Discriminerend vermogen
De toetst maakt het verschil zichtbaar tussen leerlingen die de stof beheersen en leerlingen die de stof niet beheersen en tussen 'goede' en 'minder goede' leerlingen.
Transparantie
In het onderwijs dat aan de toets of opdracht voorafgaat is het de leerling duidelijk geworden wat van hem wordt verwacht en hoe er getoetst zal worden. Als de leerling de toets gaat maken, is het hem duidelijk hoe zwaar de verschillende vragen of opdrachten 'wegen' en wat er precies van hem verlangd wordt.
Beschikbare tijd
Een toets moet binnen de beschikbare tijd te maken zijn.
(Taal)technische kwaliteit
Het is van belang om erop te letten dat de leerlingen bij het maken van een toets of een examen geen fouten zullen maken als gevolg van een voor hen te moeilijk of te vaag taalgebruik. Daarbij is het balanceren op een dun draadje, omdat het taalgebruik wel moet passen bij het niveau dat leerlingen op het moment van de toets zouden moeten hebben.

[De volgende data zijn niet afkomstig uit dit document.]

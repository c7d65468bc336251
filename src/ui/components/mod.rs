mod column_filter;
mod country_picker;
mod edit_modal;
mod input;
mod key_result;
mod search_input;
mod toast;

pub use column_filter::{ColumnFilter, FilterEvent};
pub use edit_modal::{EditEvent, EditModal};
pub use key_result::KeyResult;
pub use search_input::{SearchEvent, SearchInput};
pub use toast::{Toast, ToastKind};
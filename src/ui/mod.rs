pub mod components;
pub mod renderfns;
pub mod view;
pub mod views;

use ratatui::prelude::*;

/// A `width` x `height` rect centered in `area`, shrunk to fit
pub fn centered_rect(area: Rect, width: u16, height: u16) -> Rect {
  let width = width.min(area.width);
  let height = height.min(area.height);
  Rect::new(
    area.x + (area.width - width) / 2,
    area.y + (area.height - height) / 2,
    width,
    height,
  )
}
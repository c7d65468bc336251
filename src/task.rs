//! Background work whose result is picked up on the UI tick.
//!
//! ```ignore
//! let api = api.clone();
//! let mut save = Task::spawn(async move { api.update_record(&id, patch).await });
//!
//! // In event loop tick
//! if let Some(result) = save.poll() {
//!     // show a toast, close the form, ...
//! }
//! ```

use std::future::Future;
use tokio::sync::oneshot;
use tracing::warn;

/// Handle to a spawned future, polled without blocking.
///
/// Dropping the handle does not cancel the work; the result is discarded.
#[derive(Debug)]
pub struct Task<T> {
  receiver: Option<oneshot::Receiver<T>>,
}

impl<T> Default for Task<T> {
  fn default() -> Self {
    Self { receiver: None }
  }
}

impl<T: Send + 'static> Task<T> {
  /// A task that is not running
  pub fn idle() -> Self {
    Self::default()
  }

  pub fn spawn<Fut>(future: Fut) -> Self
  where
    Fut: Future<Output = T> + Send + 'static,
  {
    let (tx, rx) = oneshot::channel();
    tokio::spawn(async move {
      // Ignore send errors - receiver may have been dropped
      let _ = tx.send(future.await);
    });
    Self { receiver: Some(rx) }
  }

  pub fn is_running(&self) -> bool {
    self.receiver.is_some()
  }

  /// The result, exactly once, when the work has finished
  pub fn poll(&mut self) -> Option<T> {
    let receiver = self.receiver.as_mut()?;
    match receiver.try_recv() {
      Ok(value) => {
        self.receiver = None;
        Some(value)
      }
      Err(oneshot::error::TryRecvError::Empty) => None,
      Err(oneshot::error::TryRecvError::Closed) => {
        warn!("background task ended without a result");
        self.receiver = None;
        None
      }
    }
  }
}

#[cfg(test)]
mod tests {
  use super::*;
  use std::time::Duration;

  #[tokio::test]
  async fn test_task_result_delivered_once() {
    let mut task = Task::spawn(async { 42 });
    assert!(task.is_running());

    tokio::time::sleep(Duration::from_millis(10)).await;

    assert_eq!(task.poll(), Some(42));
    assert!(!task.is_running());
    assert_eq!(task.poll(), None);
  }

  #[tokio::test]
  async fn test_pending_task_polls_none() {
    let mut task = Task::spawn(async {
      tokio::time::sleep(Duration::from_millis(100)).await;
      1
    });
    assert_eq!(task.poll(), None);
    assert!(task.is_running());
  }

  #[tokio::test]
  async fn test_idle_task() {
    let mut task: Task<u8> = Task::idle();
    assert!(!task.is_running());
    assert_eq!(task.poll(), None);
  }

  #[tokio::test]
  async fn test_panicked_task_stops_running() {
    let mut task: Task<u8> = Task::spawn(async { panic!("boom") });
    tokio::time::sleep(Duration::from_millis(10)).await;
    assert_eq!(task.poll(), None);
    assert!(!task.is_running());
  }
}
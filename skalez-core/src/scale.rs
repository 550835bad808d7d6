// skalez -- a live scale and chord finder for MIDI keyboards
// Copyright (C) 2021  Fabian Thorand
//
// This program is free software: you can redistribute it and/or modify
// it under the terms of the GNU Affero General Public License as published by
// the Free Software Foundation, either version 3 of the License, or
// (at your option) any later version.
//
// This program is distributed in the hope that it will be useful,
// but WITHOUT ANY WARRANTY; without even the implied warranty of
// MERCHANTABILITY or FITNESS FOR A PARTICULAR PURPOSE.  See the
// GNU Affero General Public License for more details.
//
// You should have received a copy of the GNU Affero General Public License
// along with this program.  If not, see <https://www.gnu.org/licenses/>.

//! Finding the scales that contain a set of notes.

use std::fmt;

use crate::note::{PitchClass, PitchSet};

/// The kinds of scales that can be recognized.
#[derive(Copy, Clone, Debug, Eq, PartialEq, Ord, PartialOrd, Hash)]
pub enum ScaleType {
    Major,
    Minor,
}

impl ScaleType {
    /// All scale types, in the order their candidates are reported.
    pub const ALL: [ScaleType; 2] = [ScaleType::Major, ScaleType::Minor];

    /// Semitones from the root of each scale degree.
    pub fn intervals(self) -> &'static [u8] {
        match self {
            ScaleType::Major => &[0, 2, 4, 5, 7, 9, 11],
            ScaleType::Minor => &[0, 2, 3, 5, 7, 8, 10],
        }
    }

    pub fn name(self) -> &'static str {
        match self {
            ScaleType::Major => "major",
            ScaleType::Minor => "minor",
        }
    }

    /// The pitch classes of this scale when started on `root`.
    ///
    /// ```
    /// use skalez_core::note::*;
    /// use skalez_core::scale::*;
    ///
    /// let a_minor = ScaleType::Minor.pitch_set(PitchClass::A);
    /// let c_major = ScaleType::Major.pitch_set(PitchClass::C);
    /// assert_eq!(a_minor, c_major);
    /// ```
    pub fn pitch_set(self, root: PitchClass) -> PitchSet {
        self.intervals()
            .iter()
            .map(|interval| root.transpose(*interval))
            .collect()
    }
}

impl fmt::Display for ScaleType {
    fn fmt(&self, f: &mut fmt::Formatter<'_>) -> fmt::Result {
        f.write_str(self.name())
    }
}

/// A scale that contains all the notes that were asked about.
#[derive(Copy, Clone, Debug, Eq, PartialEq, Hash)]
pub struct ScaleCandidate {
    pub root: PitchClass,
    pub scale: ScaleType,
}

impl fmt::Display for ScaleCandidate {
    fn fmt(&self, f: &mut fmt::Formatter<'_>) -> fmt::Result {
        write!(f, "{} {}", self.root, self.scale)
    }
}

/// Every scale that contains all of `active`, grouped by scale type and then ordered by root.
///
/// No notes at all match no scale, rather than every scale.
pub fn scales_for(active: PitchSet) -> Vec<ScaleCandidate> {
    if active.is_empty() {
        return Vec::new();
    }
    ScaleType::ALL
        .iter()
        .flat_map(|scale| {
            PitchClass::ALL.iter().map(move |root| ScaleCandidate {
                root: *root,
                scale: *scale,
            })
        })
        .filter(|candidate| active.is_subset(candidate.scale.pitch_set(candidate.root)))
        .collect()
}

#[cfg(test)]
mod test {
    use super::*;

    fn set(pitches: &[PitchClass]) -> PitchSet {
        pitches.iter().copied().collect()
    }

    #[test]
    fn nothing_pressed_matches_nothing() {
        assert!(scales_for(PitchSet::EMPTY).is_empty());
    }

    #[test]
    fn single_note_is_in_seven_scales_of_each_type() {
        let found = scales_for(set(&[PitchClass::C]));
        assert_eq!(found.iter().filter(|c| c.scale == ScaleType::Major).count(), 7);
        assert_eq!(found.iter().filter(|c| c.scale == ScaleType::Minor).count(), 7);
    }

    #[test]
    fn chromatic_cluster_matches_nothing() {
        let cluster = set(&[PitchClass::C, PitchClass::C_SHARP, PitchClass::D]);
        assert!(scales_for(cluster).is_empty());
    }

    #[test]
    fn results_grouped_by_type_then_root() {
        let found = scales_for(set(&[PitchClass::C, PitchClass::E, PitchClass::G]));
        let rendered: Vec<String> = found.iter().map(ToString::to_string).collect();
        assert_eq!(
            rendered,
            vec!["C major", "F major", "G major", "D minor", "E minor", "A minor"]
        );
    }

    /// Brute force cross check against every (root, type) combination.
    #[test]
    fn candidates_are_exactly_the_supersets() {
        for mask in 1u16..(1 << 12) {
            let active: PitchSet = PitchClass::ALL
                .iter()
                .copied()
                .filter(|p| mask & (1 << p.index()) != 0)
                .collect();
            let found = scales_for(active);
            for scale in ScaleType::ALL.iter() {
                for root in PitchClass::ALL.iter() {
                    let candidate = ScaleCandidate {
                        root: *root,
                        scale: *scale,
                    };
                    let contains_all = active
                        .iter()
                        .all(|pitch| scale.pitch_set(*root).contains(pitch));
                    assert_eq!(found.contains(&candidate), contains_all);
                }
            }
        }
    }
}
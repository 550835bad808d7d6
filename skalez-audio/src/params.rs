// skalez -- a live scale and chord finder for MIDI keyboards
// Copyright (C) 2021  Fabian Thorand
//
// This program is free software: you can redistribute it and/or modify
// it under the terms of the GNU Affero General Public License as published by
// the Free Software Foundation, either version 3 of the License, or
// (at your option) any later version.
//
// This program is distributed in the hope that it will be useful,
// but WITHOUT ANY WARRANTY; without even the implied warranty of
// MERCHANTABILITY or FITNESS FOR A PARTICULAR PURPOSE.  See the
// GNU Affero General Public License for more details.
//
// You should have received a copy of the GNU Affero General Public License
// along with this program.  If not, see <https://www.gnu.org/licenses/>.

use crate::compressor::CompressorParams;
use crate::filter::BiquadType;
use crate::oscillator::WaveShape;
use crate::tuning::Tuning;

/// The signal chain shared by all voices.
#[derive(Debug, Clone, PartialEq)]
pub struct ChainParams {
    pub wave_shape: WaveShape,
    pub filter: BiquadType,
    pub compressor: CompressorParams,
}

impl Default for ChainParams {
    fn default() -> Self {
        Self {
            wave_shape: WaveShape::Triangle,
            filter: BiquadType::butterworth_lowpass(1500.0),
            compressor: CompressorParams::default(),
        }
    }
}

#[derive(Debug, Clone)]
pub struct SynthParams {
    pub sample_rate: f64,
    /// Samples rendered at once by the realtime context.
    pub buffer_size: usize,
    /// Sum of the gains of all held voices.
    pub headroom: f64,
    /// Duration of the fade out after a key is released, in seconds.
    pub release_seconds: f64,
    /// Gain at the end of the fade out.
    pub release_floor: f64,
    pub tuning: Tuning,
    pub chain: ChainParams,
}

impl Default for SynthParams {
    fn default() -> Self {
        Self {
            sample_rate: 44100.0,
            buffer_size: 441,
            headroom: 0.95,
            release_seconds: 0.1,
            release_floor: 0.001,
            tuning: Tuning::default(),
            chain: ChainParams::default(),
        }
    }
}
// skalez -- a live scale and chord finder for MIDI keyboards
// Copyright (C) 2021  Fabian Thorand
//
// This program is free software: you can redistribute it and/or modify
// it under the terms of the GNU Affero General Public License as published by
// the Free Software Foundation, either version 3 of the License, or
// (at your option) any later version.
//
// This program is distributed in the hope that it will be useful,
// but WITHOUT ANY WARRANTY; without even the implied warranty of
// MERCHANTABILITY or FITNESS FOR A PARTICULAR PURPOSE.  See the
// GNU Affero General Public License for more details.
//
// You should have received a copy of the GNU Affero General Public License
// along with this program.  If not, see <https://www.gnu.org/licenses/>.

//! Ownership of the rendering backend.

use std::sync::atomic::{AtomicBool, Ordering};
use std::sync::Arc;
use std::thread::{self, JoinHandle};
use std::time::{Duration, Instant};

use crossbeam_channel::{unbounded, Sender};
use log::{debug, error, trace};

use crate::clock::{AudioClock, Sample};
use crate::engine::{Command, Renderer};
use crate::error::AudioError;
use crate::params::ChainParams;
use crate::sox::Sink;
use crate::wave::AudioBuffer;

struct RenderThread {
    running: Arc<AtomicBool>,
    handle: JoinHandle<()>,
}

/// The control side of a renderer: its clock and the channel for scheduling commands.
///
/// Sending never blocks, commands only take effect once the renderer picks them up.
pub struct AudioContext {
    clock: AudioClock,
    commands: Sender<Command>,
    render_thread: Option<RenderThread>,
}

impl AudioContext {
    /// A context whose renderer is driven by the caller.
    pub fn offline(sample_rate: f64, chain: &ChainParams) -> (AudioContext, Renderer) {
        let clock = AudioClock::new(sample_rate);
        let (sender, receiver) = unbounded();
        let renderer = Renderer::new(clock.clone(), receiver, chain);
        let context = AudioContext {
            clock,
            commands: sender,
            render_thread: None,
        };
        (context, renderer)
    }

    /// A context rendering on its own thread into `sink`, in step with the wall clock.
    pub fn realtime<S: Sink + Send + 'static>(
        sample_rate: f64,
        buffer_size: usize,
        chain: &ChainParams,
        mut sink: S,
    ) -> Result<AudioContext, AudioError> {
        let (mut context, mut renderer) = AudioContext::offline(sample_rate, chain);
        let running = Arc::new(AtomicBool::new(true));
        let thread_running = Arc::clone(&running);
        let handle = thread::Builder::new()
            .name("skalez-render".to_string())
            .spawn(move || render_loop(&mut renderer, &mut sink, buffer_size, &thread_running))
            .map_err(|source| AudioError::SpawnRenderThread { source })?;
        context.render_thread = Some(RenderThread { running, handle });
        debug!(
            "started realtime rendering at {} Hz with {} samples per buffer",
            sample_rate, buffer_size
        );
        Ok(context)
    }

    pub fn clock(&self) -> &AudioClock {
        &self.clock
    }

    pub fn current_time(&self) -> Sample {
        self.clock.now()
    }

    pub fn send(&self, command: Command) {
        if self.commands.send(command).is_err() {
            trace!("renderer is gone, dropping command");
        }
    }

    /// Stop rendering. Already scheduled sounds are cut off.
    pub fn close(mut self) {
        self.stop_render_thread();
    }

    fn stop_render_thread(&mut self) {
        if let Some(thread) = self.render_thread.take() {
            thread.running.store(false, Ordering::Release);
            if thread.handle.join().is_err() {
                error!("render thread panicked");
            }
        }
    }
}

impl Drop for AudioContext {
    fn drop(&mut self) {
        self.stop_render_thread();
    }
}

fn render_loop<S: Sink>(
    renderer: &mut Renderer,
    sink: &mut S,
    buffer_size: usize,
    running: &AtomicBool,
) {
    let mut buffer = AudioBuffer::new(buffer_size.max(1));
    let sample_rate = renderer.clock().sample_rate();
    // Rendering may run ahead of the wall clock by this much
    let lead = Duration::from_secs_f64(buffer.len() as f64 / sample_rate);
    let started = Instant::now();

    while running.load(Ordering::Acquire) {
        renderer.render(buffer.samples_mut());
        sink.write(&buffer);

        let rendered = Duration::from_secs_f64(renderer.clock().seconds());
        let due = started.elapsed() + lead;
        if rendered > due {
            thread::sleep(rendered - due);
        }
    }
    debug!(
        "render thread stopped after {:.2} s of audio",
        renderer.clock().seconds()
    );
}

Het is niet de bedoeling dat het taalgebruik bewust simpel gehouden wordt. Ook op dit punt is een goede voorbereiding van de toets in het eraan voorafgaande onderwijs belangrijk.
Toetstechnische kwaliteit
Het kan zinvol zijn om (schoolexamen)toetsen, wat lay-out betreft, zoveel mogelijk te laten lijken op de examens van Cito. De opmaak die sinds 2013 door Cito wordt gebruikt is: Arial 12; regelafstand exact 14 (instellen via opmaak-alinea).
Aanwijzingen voor de vormgeving van de toets:
- Nummer de vragen en de bladzijden;
- Druk de opgave enkelzijdig af;
- Zorg ervoor dat tekeningen en schema's goed leesbaar zijn;
- Vermeld per vraag het aantal te behalen punten (bij schriftelijke toetsen).